People with the condition have a 30% higher likelihood of not fully recovering from a COVID-19 infection.
People who are ‘double jointed,’ a condition formally known as generalized joint hypermobility, could face an increased risk of experiencing long COVID, according to findings from a case-control study published in the open-access journal BMJ Public Health.
They were 30% more likely not to have fully recovered from COVID-19 infection than those without hypermobile joints, and to be experiencing the persistent fatigue associated with long COVID, the findings indicate.

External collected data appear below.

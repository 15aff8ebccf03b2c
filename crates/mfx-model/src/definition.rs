//! Export definitions and their column maps.
//!
//! An export maps named output columns to `(form, field)` sources. The same
//! logical column may be backed by a different field on each form, so every
//! column carries an ordered list of sources, at most one per form.
//!
//! Definitions come from an [`ExportSpec`]: either an explicit column map or a
//! list of form ids whose fields are scanned to derive the columns. The
//! derivation itself lives in `mfx-map`; it runs once when the definition is
//! built and the resulting [`ExportDefinition`] is read-only afterwards.

use serde::{Deserialize, Serialize};

use crate::error::{ModelError, Result};
use crate::ids::{FieldId, FormId};

/// One `(form, field)` source backing a column.
#[derive(Debug, Clone, PartialEq, Eq, Hash, Serialize, Deserialize)]
#[serde(from = "(FormId, FieldId)", into = "(FormId, FieldId)")]
pub struct ColumnSource {
    pub form_id: FormId,
    pub field_id: FieldId,
}

impl ColumnSource {
    pub fn new(form_id: FormId, field_id: FieldId) -> Self {
        Self { form_id, field_id }
    }
}

impl From<(FormId, FieldId)> for ColumnSource {
    fn from((form_id, field_id): (FormId, FieldId)) -> Self {
        Self { form_id, field_id }
    }
}

impl From<ColumnSource> for (FormId, FieldId) {
    fn from(value: ColumnSource) -> Self {
        (value.form_id, value.field_id)
    }
}

/// A named output column and its sources.
#[derive(Debug, Clone, PartialEq, Eq, Serialize, Deserialize)]
pub struct Column {
    pub name: String,
    #[serde(default)]
    pub sources: Vec<ColumnSource>,
}

impl Column {
    /// Field backing this column on `form_id`. First match wins.
    pub fn field_for(&self, form_id: FormId) -> Option<&FieldId> {
        self.sources
            .iter()
            .find(|source| source.form_id == form_id)
            .map(|source| &source.field_id)
    }
}

/// Ordered column-name to sources mapping. Column names are unique.
#[derive(Debug, Clone, Default, PartialEq, Eq, Serialize, Deserialize)]
#[serde(try_from = "Vec<Column>", into = "Vec<Column>")]
pub struct ColumnMap {
    columns: Vec<Column>,
}

impl ColumnMap {
    pub fn new() -> Self {
        Self::default()
    }

    /// Add a new column. Fails if the name is already present.
    pub fn insert(&mut self, name: impl Into<String>, sources: Vec<ColumnSource>) -> Result<()> {
        let name = name.into();
        if name.trim().is_empty() {
            return Err(ModelError::EmptyName { kind: "column" });
        }
        if self.get(&name).is_some() {
            return Err(ModelError::DuplicateColumn { name });
        }
        self.columns.push(Column { name, sources });
        Ok(())
    }

    /// Builder form of [`ColumnMap::insert`].
    pub fn with_column(
        mut self,
        name: impl Into<String>,
        sources: impl IntoIterator<Item = (FormId, FieldId)>,
    ) -> Result<Self> {
        let sources = sources.into_iter().map(ColumnSource::from).collect();
        self.insert(name, sources)?;
        Ok(self)
    }

    /// Append a source to `name`, creating the column on first sight.
    pub fn append_source(&mut self, name: &str, source: ColumnSource) {
        match self.columns.iter_mut().find(|column| column.name == name) {
            Some(column) => column.sources.push(source),
            None => self.columns.push(Column {
                name: name.to_string(),
                sources: vec![source],
            }),
        }
    }

    pub fn get(&self, name: &str) -> Option<&Column> {
        self.columns.iter().find(|column| column.name == name)
    }

    pub fn iter(&self) -> std::slice::Iter<'_, Column> {
        self.columns.iter()
    }

    pub fn names(&self) -> impl Iterator<Item = &str> {
        self.columns.iter().map(|column| column.name.as_str())
    }

    pub fn len(&self) -> usize {
        self.columns.len()
    }

    pub fn is_empty(&self) -> bool {
        self.columns.is_empty()
    }
}

impl TryFrom<Vec<Column>> for ColumnMap {
    type Error = ModelError;

    fn try_from(value: Vec<Column>) -> Result<Self> {
        let mut map = Self::new();
        for column in value {
            map.insert(column.name, column.sources)?;
        }
        Ok(map)
    }
}

impl From<ColumnMap> for Vec<Column> {
    fn from(value: ColumnMap) -> Self {
        value.columns
    }
}

impl<'a> IntoIterator for &'a ColumnMap {
    type Item = &'a Column;
    type IntoIter = std::slice::Iter<'a, Column>;

    fn into_iter(self) -> Self::IntoIter {
        self.columns.iter()
    }
}

/// Unresolved export as written in configuration.
///
/// A non-empty `columns` map is used as-is; otherwise columns are derived
/// from the fields of `form_ids`.
#[derive(Debug, Clone, PartialEq, Eq, Serialize, Deserialize)]
pub struct ExportSpec {
    pub name: String,
    #[serde(default, skip_serializing_if = "ColumnMap::is_empty")]
    pub columns: ColumnMap,
    #[serde(default, skip_serializing_if = "Vec::is_empty")]
    pub form_ids: Vec<FormId>,
}

impl ExportSpec {
    /// Export with an explicit column map.
    pub fn explicit(name: impl Into<String>, columns: ColumnMap) -> Self {
        Self {
            name: name.into(),
            columns,
            form_ids: Vec::new(),
        }
    }

    /// Export whose columns are derived from the given forms.
    pub fn auto(name: impl Into<String>, form_ids: impl IntoIterator<Item = FormId>) -> Self {
        Self {
            name: name.into(),
            columns: ColumnMap::new(),
            form_ids: form_ids.into_iter().collect(),
        }
    }
}

/// A resolved, named export definition.
#[derive(Debug, Clone, PartialEq, Eq, Serialize)]
pub struct ExportDefinition {
    name: String,
    columns: ColumnMap,
    form_ids: Vec<FormId>,
}

impl ExportDefinition {
    pub fn new(name: impl Into<String>, columns: ColumnMap, form_ids: Vec<FormId>) -> Result<Self> {
        let name = name.into();
        if name.trim().is_empty() {
            return Err(ModelError::EmptyName { kind: "export" });
        }
        Ok(Self {
            name,
            columns,
            form_ids,
        })
    }

    pub fn name(&self) -> &str {
        &self.name
    }

    pub fn columns(&self) -> &ColumnMap {
        &self.columns
    }

    /// Form ids the columns were derived from (empty for explicit maps).
    pub fn form_ids(&self) -> &[FormId] {
        &self.form_ids
    }
}

#[cfg(test)]
mod tests {
    use super::*;

    fn fid(raw: &str) -> FieldId {
        FieldId::new(raw).unwrap()
    }

    #[test]
    fn insert_rejects_duplicate_column_names() {
        let mut map = ColumnMap::new();
        map.insert("Name", vec![]).unwrap();
        let err = map.insert("Name", vec![]).unwrap_err();
        assert_eq!(
            err,
            ModelError::DuplicateColumn {
                name: "Name".to_string()
            }
        );
    }

    #[test]
    fn append_source_keeps_first_seen_order() {
        let mut map = ColumnMap::new();
        map.append_source("Email", ColumnSource::new(FormId::new(1), fid("2")));
        map.append_source("Name", ColumnSource::new(FormId::new(1), fid("1")));
        map.append_source("Email", ColumnSource::new(FormId::new(2), fid("4")));
        let names: Vec<&str> = map.names().collect();
        assert_eq!(names, vec!["Email", "Name"]);
        assert_eq!(map.get("Email").unwrap().sources.len(), 2);
    }

    #[test]
    fn field_for_returns_first_match() {
        let column = Column {
            name: "Name".to_string(),
            sources: vec![
                ColumnSource::new(FormId::new(1), fid("1")),
                ColumnSource::new(FormId::new(2), fid("5")),
                ColumnSource::new(FormId::new(2), fid("6")),
            ],
        };
        assert_eq!(column.field_for(FormId::new(2)), Some(&fid("5")));
        assert_eq!(column.field_for(FormId::new(3)), None);
    }

    #[test]
    fn definition_requires_name() {
        let err = ExportDefinition::new("  ", ColumnMap::new(), vec![]).unwrap_err();
        assert_eq!(err, ModelError::EmptyName { kind: "export" });
    }
}
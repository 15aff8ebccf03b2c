//! In-memory host storage.
//!
//! Holds forms, entries and long values loaded up front (typically from a JSON
//! snapshot) and answers [`EntryStore`] queries with the same filtering,
//! sorting and paging semantics the export engine expects from a real host.

use std::cmp::Ordering;
use std::collections::BTreeMap;

use serde::{Deserialize, Serialize};

use mfx_map::FormSource;
use mfx_model::{Entry, FieldId, Form, FormId};

use crate::filter::EntryFilter;
use crate::host::{EntryStore, Paging, SortDirection, Sorting};

/// Full value of a field stored outside the entry.
#[derive(Debug, Clone, PartialEq, Eq, Serialize, Deserialize)]
pub struct LongValue {
    pub entry_id: u64,
    pub field_id: FieldId,
    pub value: String,
}

/// Serialized shape of a [`MemoryStore`].
#[derive(Debug, Clone, Default, Serialize, Deserialize)]
pub struct StoreSnapshot {
    #[serde(default)]
    pub forms: Vec<Form>,
    #[serde(default)]
    pub entries: Vec<Entry>,
    #[serde(default)]
    pub long_values: Vec<LongValue>,
}

/// Host storage backed by in-process collections.
#[derive(Debug, Clone, Default, Deserialize)]
#[serde(from = "StoreSnapshot")]
pub struct MemoryStore {
    forms: BTreeMap<FormId, Form>,
    entries: Vec<Entry>,
    long_values: BTreeMap<(u64, FieldId), String>,
}

impl MemoryStore {
    pub fn new() -> Self {
        Self::default()
    }

    pub fn insert_form(&mut self, form: Form) {
        self.forms.insert(form.id, form);
    }

    pub fn insert_entry(&mut self, entry: Entry) {
        self.entries.push(entry);
    }

    pub fn insert_long_value(&mut self, entry_id: u64, field_id: FieldId, value: impl Into<String>) {
        self.long_values.insert((entry_id, field_id), value.into());
    }

    pub fn form_count(&self) -> usize {
        self.forms.len()
    }

    pub fn entry_count(&self) -> usize {
        self.entries.len()
    }

    fn matching<'a>(
        &'a self,
        form_ids: &'a [FormId],
        filter: &'a EntryFilter,
    ) -> impl Iterator<Item = &'a Entry> + 'a {
        self.entries
            .iter()
            .filter(move |entry| form_ids.contains(&entry.form_id) && filter.matches(entry))
    }
}

impl From<StoreSnapshot> for MemoryStore {
    fn from(snapshot: StoreSnapshot) -> Self {
        let mut store = Self::new();
        for form in snapshot.forms {
            store.insert_form(form);
        }
        store.entries = snapshot.entries;
        for long in snapshot.long_values {
            store.insert_long_value(long.entry_id, long.field_id, long.value);
        }
        store
    }
}

impl FormSource for MemoryStore {
    fn get_form(&self, form_id: FormId) -> Option<Form> {
        self.forms.get(&form_id).cloned()
    }
}

impl EntryStore for MemoryStore {
    fn count_entries(&self, form_ids: &[FormId], filter: &EntryFilter) -> usize {
        self.matching(form_ids, filter).count()
    }

    fn get_entries(
        &self,
        form_ids: &[FormId],
        filter: &EntryFilter,
        sorting: &Sorting,
        paging: Paging,
    ) -> Vec<Entry> {
        let mut found: Vec<&Entry> = self.matching(form_ids, filter).collect();
        found.sort_by(|a, b| {
            let ordering = compare_entries(a, b, &sorting.key);
            match sorting.direction {
                SortDirection::Ascending => ordering,
                SortDirection::Descending => ordering.reverse(),
            }
        });
        found
            .into_iter()
            .skip(paging.offset)
            .take(paging.page_size)
            .cloned()
            .collect()
    }

    fn get_long_field_value(
        &self,
        entry: &Entry,
        field_id: &FieldId,
        _form: &Form,
    ) -> Option<String> {
        self.long_values.get(&(entry.id, field_id.clone())).cloned()
    }
}

fn compare_entries(a: &Entry, b: &Entry, key: &str) -> Ordering {
    let primary = if key == FieldId::DATE_CREATED {
        a.date_created.cmp(&b.date_created)
    } else {
        a.value(key).cmp(b.value(key))
    };
    primary.then_with(|| a.id.cmp(&b.id))
}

Association of Joint Hypermobility with Other Health Conditions
Other than older age, the likelihood of developing long COVID seems to be greater when associated with certain underlying health conditions, including fibromyalgia, irritable bowel syndrome, migraine, allergies, anxiety, depression, and back pain, explain the researchers.
These risk factors have all been independently associated with joint hypermobility, whereby some or all of a person’s joints have an unusually large range of movement.
Study Design and Findings
The researchers, therefore, wanted to find out if double jointedness might be a risk factor for long COVID in its own right, and drew on 3064 participants in the COVID Symptom Study Biobank, all of whom had had COVID-19 infection at least once.

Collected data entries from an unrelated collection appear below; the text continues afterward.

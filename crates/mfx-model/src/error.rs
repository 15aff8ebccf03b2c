//! Error types for the export data model.

use thiserror::Error;

/// Errors raised while building model values.
#[derive(Debug, Clone, PartialEq, Eq, Error)]
pub enum ModelError {
    /// Export or column name is empty after trimming.
    #[error("{kind} name must not be empty")]
    EmptyName { kind: &'static str },

    /// Field identifier is empty after trimming.
    #[error("invalid field id '{0}'")]
    InvalidFieldId(String),

    /// Column name appears twice in an explicit column map.
    #[error("column '{name}' is already defined")]
    DuplicateColumn { name: String },
}

/// Result type for model operations.
pub type Result<T> = std::result::Result<T, ModelError>;

#[cfg(test)]
mod tests {
    use super::*;

    #[test]
    fn test_error_display() {
        let err = ModelError::DuplicateColumn {
            name: "Email".to_string(),
        };
        assert_eq!(err.to_string(), "column 'Email' is already defined");

        let err = ModelError::EmptyName { kind: "export" };
        assert_eq!(err.to_string(), "export name must not be empty");
    }
}
//! Delimited-text rendering of an [`OutputMatrix`].
//!
//! The document starts with a UTF-8 byte-order mark. Every cell is wrapped in
//! double quotes with embedded quotes doubled, cells are joined with the
//! configured separator and rows with `\n` (no trailing newline). Cells holding
//! a serialized array are flattened to their elements joined with `|`.

use csv::{QuoteStyle, Terminator, WriterBuilder};
use mfx_model::OutputMatrix;
use tracing::warn;

use crate::error::{ExportError, Result};

/// UTF-8 byte-order mark.
pub const UTF8_BOM: &[u8] = &[0xEF, 0xBB, 0xBF];

/// Joins the elements of array-valued cells.
pub const ARRAY_ELEMENT_SEPARATOR: &str = "|";

#[derive(Debug, Clone, Copy, PartialEq, Eq)]
pub struct TableSerializer {
    separator: u8,
}

impl Default for TableSerializer {
    fn default() -> Self {
        Self { separator: b',' }
    }
}

impl TableSerializer {
    pub fn new(separator: u8) -> Self {
        Self { separator }
    }

    pub fn separator(&self) -> u8 {
        self.separator
    }

    /// Render the header and rows, BOM first.
    pub fn serialize(&self, matrix: &OutputMatrix) -> Result<Vec<u8>> {
        self.serialize_document(matrix).map(|(document, _)| document)
    }

    /// Like [`serialize`](Self::serialize), also reporting whether the body
    /// needed the ISO-8859-1 fallback.
    pub fn serialize_document(&self, matrix: &OutputMatrix) -> Result<(Vec<u8>, bool)> {
        let (body, reencoded) = ensure_utf8(self.body(matrix)?);
        let mut document = Vec::with_capacity(UTF8_BOM.len() + body.len());
        document.extend_from_slice(UTF8_BOM);
        document.extend_from_slice(&body);
        Ok((document, reencoded))
    }

    fn body(&self, matrix: &OutputMatrix) -> Result<Vec<u8>> {
        let mut writer = WriterBuilder::new()
            .delimiter(self.separator)
            .quote_style(QuoteStyle::Always)
            .double_quote(true)
            .terminator(Terminator::Any(b'\n'))
            .from_writer(Vec::new());

        writer.write_record(matrix.header.iter().map(|cell| prepare_cell(cell)))?;
        for row in &matrix.rows {
            writer.write_record(row.iter().map(|cell| prepare_cell(cell)))?;
        }
        let mut body = writer
            .into_inner()
            .map_err(|err| ExportError::Io(err.into_error()))?;
        if body.ends_with(b"\n") {
            body.pop();
        }
        Ok(body)
    }
}

/// Flatten a serialized array value; other values are returned unchanged.
pub fn prepare_cell(value: &str) -> String {
    match unserialize_list(value) {
        Some(elements) => elements.join(ARRAY_ELEMENT_SEPARATOR),
        None => value.to_string(),
    }
}

/// Re-encode `bytes` to UTF-8 if they are not valid UTF-8 already.
///
/// Valid UTF-8 runs are kept; each byte of an invalid run is read as
/// ISO-8859-1. Returns the bytes and whether anything was re-encoded.
pub fn ensure_utf8(bytes: Vec<u8>) -> (Vec<u8>, bool) {
    if std::str::from_utf8(&bytes).is_ok() {
        return (bytes, false);
    }
    warn!(len = bytes.len(), "document is not valid UTF-8, re-encoding");
    let mut text = String::with_capacity(bytes.len() + bytes.len() / 2);
    for chunk in bytes.utf8_chunks() {
        text.push_str(chunk.valid());
        text.extend(chunk.invalid().iter().map(|&byte| char::from(byte)));
    }
    (text.into_bytes(), true)
}

/// Elements of a PHP-serialized array such as `a:2:{i:0;s:1:"x";i:1;s:1:"y";}`.
///
/// Returns `None` for anything that is not a well-formed flat array.
pub fn unserialize_list(value: &str) -> Option<Vec<String>> {
    let mut cursor = Cursor::new(value.trim());
    cursor.eat("a:")?;
    let count: usize = cursor.number(':')?.parse().ok()?;
    cursor.eat("{")?;
    let mut elements = Vec::with_capacity(count);
    for _ in 0..count {
        cursor.scalar()?;
        elements.push(cursor.scalar()?);
    }
    cursor.eat("}")?;
    cursor.is_done().then_some(elements)
}

struct Cursor<'a> {
    input: &'a str,
    pos: usize,
}

impl<'a> Cursor<'a> {
    fn new(input: &'a str) -> Self {
        Self { input, pos: 0 }
    }

    fn rest(&self) -> &'a str {
        &self.input[self.pos..]
    }

    fn is_done(&self) -> bool {
        self.pos == self.input.len()
    }

    fn eat(&mut self, token: &str) -> Option<()> {
        if self.rest().starts_with(token) {
            self.pos += token.len();
            Some(())
        } else {
            None
        }
    }

    /// Text up to `end`, consuming the terminator.
    fn number(&mut self, end: char) -> Option<&'a str> {
        let rest = self.rest();
        let len = rest.find(end)?;
        self.pos += len + end.len_utf8();
        Some(&rest[..len])
    }

    /// One `i:`, `d:`, `b:` or `s:` scalar rendered as text.
    fn scalar(&mut self) -> Option<String> {
        let rest = self.rest();
        let kind = rest.get(..2)?;
        self.pos += 2;
        match kind {
            "i:" | "d:" => Some(self.number(';')?.to_string()),
            "b:" => Some(match self.number(';')? {
                "1" => "1".to_string(),
                _ => String::new(),
            }),
            "N;" => Some(String::new()),
            "s:" => {
                let len: usize = self.number(':')?.parse().ok()?;
                self.eat("\"")?;
                let text = self.rest().get(..len)?;
                self.pos += len;
                self.eat("\";")?;
                Some(text.to_string())
            }
            _ => None,
        }
    }
}

#[cfg(test)]
mod tests {
    use super::*;

    #[test]
    fn unserialize_flat_arrays() {
        assert_eq!(
            unserialize_list(r#"a:2:{i:0;s:3:"red";i:1;s:4:"blue";}"#),
            Some(vec!["red".to_string(), "blue".to_string()])
        );
        assert_eq!(
            unserialize_list(r#"a:2:{s:1:"a";i:5;s:1:"b";b:1;}"#),
            Some(vec!["5".to_string(), "1".to_string()])
        );
        assert_eq!(unserialize_list("a:0:{}"), Some(vec![]));
    }

    #[test]
    fn unserialize_rejects_plain_text() {
        assert_eq!(unserialize_list("hello"), None);
        assert_eq!(unserialize_list("a:2:{i:0;s:3:\"red\";}"), None);
        assert_eq!(unserialize_list(r#"a:1:{i:0;s:9:"short";}"#), None);
    }

    #[test]
    fn multibyte_lengths_are_bytes() {
        assert_eq!(
            unserialize_list(r#"a:1:{i:0;s:5:"café";}"#),
            Some(vec!["café".to_string()])
        );
    }

    #[test]
    fn prepare_cell_joins_arrays_with_pipe() {
        assert_eq!(
            prepare_cell(r#"a:2:{i:0;s:1:"x";i:1;s:1:"y";}"#),
            "x|y"
        );
        assert_eq!(prepare_cell("plain"), "plain");
    }

    #[test]
    fn ensure_utf8_reencodes_latin1() {
        let (bytes, reencoded) = ensure_utf8(b"caf\xe9".to_vec());
        assert!(reencoded);
        assert_eq!(String::from_utf8(bytes).unwrap(), "café");

        let (bytes, reencoded) = ensure_utf8("café".as_bytes().to_vec());
        assert!(!reencoded);
        assert_eq!(bytes, "café".as_bytes());
    }

    #[test]
    fn ensure_utf8_keeps_valid_runs() {
        let mut mixed = "Zoë ".as_bytes().to_vec();
        mixed.push(0xA6);
        mixed.extend_from_slice("Noël".as_bytes());
        let (bytes, reencoded) = ensure_utf8(mixed);
        assert!(reencoded);
        assert_eq!(String::from_utf8(bytes).unwrap(), "Zoë ¦Noël");
    }

    #[test]
    fn non_ascii_separator_keeps_bom_and_cells() {
        let mut matrix = OutputMatrix::new(vec!["Name".to_string(), "City".to_string()]);
        matrix.push_row(vec!["Zoë".to_string(), "Köln".to_string()]);
        let serializer = TableSerializer::new(0xA6);
        assert_eq!(serializer.separator(), 0xA6);
        let (bytes, reencoded) = serializer.serialize_document(&matrix).unwrap();
        assert!(reencoded);
        assert!(bytes.starts_with(UTF8_BOM));
        let text = std::str::from_utf8(&bytes[UTF8_BOM.len()..]).unwrap();
        assert_eq!(text, "\"Name\"¦\"City\"\n\"Zoë\"¦\"Köln\"");
    }

    #[test]
    fn every_cell_is_quoted_and_quotes_doubled() {
        let mut matrix = OutputMatrix::new(vec!["Name".to_string(), "Note".to_string()]);
        matrix.push_row(vec!["Al \"Big\" Lee".to_string(), String::new()]);
        let bytes = TableSerializer::default().serialize(&matrix).unwrap();
        assert!(bytes.starts_with(UTF8_BOM));
        let text = std::str::from_utf8(&bytes[UTF8_BOM.len()..]).unwrap();
        assert_eq!(text, "\"Name\",\"Note\"\n\"Al \"\"Big\"\" Lee\",\"\"");
    }

    #[test]
    fn custom_separator() {
        let mut matrix = OutputMatrix::new(vec!["A".to_string(), "B".to_string()]);
        matrix.push_row(vec!["1;2".to_string(), "3".to_string()]);
        let bytes = TableSerializer::new(b';').serialize(&matrix).unwrap();
        let text = std::str::from_utf8(&bytes[UTF8_BOM.len()..]).unwrap();
        assert_eq!(text, "\"A\";\"B\"\n\"1;2\";\"3\"");
    }
}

These participants were surveyed in August 2022 to find out if they had hypermobile joints, if they had fully recovered from their last bout of COVID-19 infection, and if they were experiencing persistent fatigue.
Most (81.5%) said they had had COVID-19 at least once. Of these, information on self-reported recovery was available for 2854, of whom 2331 (82%) were women and 2767 (97.5%) were White. Their average age was 57 (range 21–89).

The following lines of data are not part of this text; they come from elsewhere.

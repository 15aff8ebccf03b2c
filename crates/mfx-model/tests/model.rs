//! Tests for mfx-model serde shapes.

use mfx_model::{Entry, EntryStatus, ExportSpec, FieldId, Form, FormId, InputType};

#[test]
fn explicit_spec_deserializes_from_pairs() {
    let json = r#"{
        "name": "Contacts",
        "columns": [
            { "name": "Name", "sources": [[1, "1"], [2, "5"]] },
            { "name": "Email", "sources": [[1, "2"]] }
        ]
    }"#;
    let spec: ExportSpec = serde_json::from_str(json).expect("deserialize spec");
    assert_eq!(spec.name, "Contacts");
    assert!(spec.form_ids.is_empty());
    let names: Vec<&str> = spec.columns.names().collect();
    assert_eq!(names, vec!["Name", "Email"]);
    let name = spec.columns.get("Name").unwrap();
    assert_eq!(
        name.field_for(FormId::new(2)),
        Some(&FieldId::new("5").unwrap())
    );
}

#[test]
fn explicit_spec_rejects_duplicate_columns() {
    let json = r#"{
        "name": "Broken",
        "columns": [
            { "name": "Name", "sources": [[1, "1"]] },
            { "name": "Name", "sources": [[2, "1"]] }
        ]
    }"#;
    let result: Result<ExportSpec, _> = serde_json::from_str(json);
    let err = result.unwrap_err();
    assert!(err.to_string().contains("column 'Name' is already defined"));
}

#[test]
fn auto_spec_deserializes_form_ids() {
    let spec: ExportSpec =
        serde_json::from_str(r#"{ "name": "All", "form_ids": [3, 1] }"#).expect("deserialize");
    assert!(spec.columns.is_empty());
    assert_eq!(spec.form_ids, vec![FormId::new(3), FormId::new(1)]);
}

#[test]
fn form_deserializes_with_defaults() {
    let json = r#"{
        "id": 4,
        "title": "Uploads",
        "fields": [
            { "id": "1", "label": "Name" },
            { "id": "2", "label": "Files", "input_type": "fileupload", "multiple_files": true }
        ]
    }"#;
    let form: Form = serde_json::from_str(json).expect("deserialize form");
    assert_eq!(form.fields[0].input_type, InputType::Text);
    assert_eq!(form.fields[1].input_type, InputType::FileUpload);
    assert!(form.fields[1].multiple_files);
}

#[test]
fn entry_round_trips_timestamp_format() {
    let json = r#"{
        "id": 11,
        "form_id": 1,
        "date_created": "2024-01-15 08:30:00",
        "values": { "1": "Alice" }
    }"#;
    let entry: Entry = serde_json::from_str(json).expect("deserialize entry");
    assert_eq!(entry.status, EntryStatus::Active);
    assert_eq!(entry.value("1"), "Alice");
    let out = serde_json::to_string(&entry).expect("serialize entry");
    assert!(out.contains("\"2024-01-15 08:30:00\""));
}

Around 1 in 3 (914; 32%) said they had not fully recovered from their last bout of COVID-19 infection, and of these, 269 (just under 30%) had generalized joint hypermobility.
Among the 1940 people who said they had fully recovered, almost 1 in 4 (439; just under 23%) had hypermobile joints; 400 of them were women.
After accounting for potentially influential factors, including age, sex, ethnicity, deprivation level, educational attainment, and number of vaccinations received, joint hypermobility was strongly associated with a failure to recover fully from COVID-19 infection.
People who were double-jointed were around 30% more likely to say they hadn’t fully recovered from COVID-19 infection than those with normal joints. And joint hypermobility significantly predicted high levels of fatigue, which emerged as an instrumental factor in the failure to make a full recovery.
Limitations and Conclusions
This is an observational study, and as such, no firm conclusions can be drawn about whether joint hypermobility is a causal factor for long COVID. The researchers also acknowledge various limitations to their findings—including that most of the study participants were women and of White ethnicity.
Nor did their analysis include or correct for other potentially influential factors, such as duration of symptoms and coronavirus variant, or pre-existing conditions, such as fibromyalgia, which is itself characterized by fatigue and brain fog.
As has been suggested before, long COVID is unlikely to be a single entity, but a medley of intersecting immunological, inflammatory, autonomic nervous system, respiratory and cardiovascular processes that lead to distinct symptom profiles affecting body and brain, say the researchers.
And there are probably several causes, and therefore no one treatment strategy, for long COVID, they point out, adding: “However, these results suggest further exploration of whether [joint hypermobility] is linked to a particular phenotype or subtype of those not recovering fully from COVID-19, including long COVID.”
Reference: “Is joint hypermobility linked to self-reported non-recovery from COVID-19? Case–control evidence from the British COVID Symptom Study Biobank” by Jessica A Eccles, Dorina Cadar, Lisa Quadt, Alan J Hakim, Nicholas Gall, , Vicky Bowyer, Nathan Cheetham, Claire J Steves, Hugo D Critchley, Kevin A Davies and Liz Stockman, 19 March 2024, BMJ Public Health.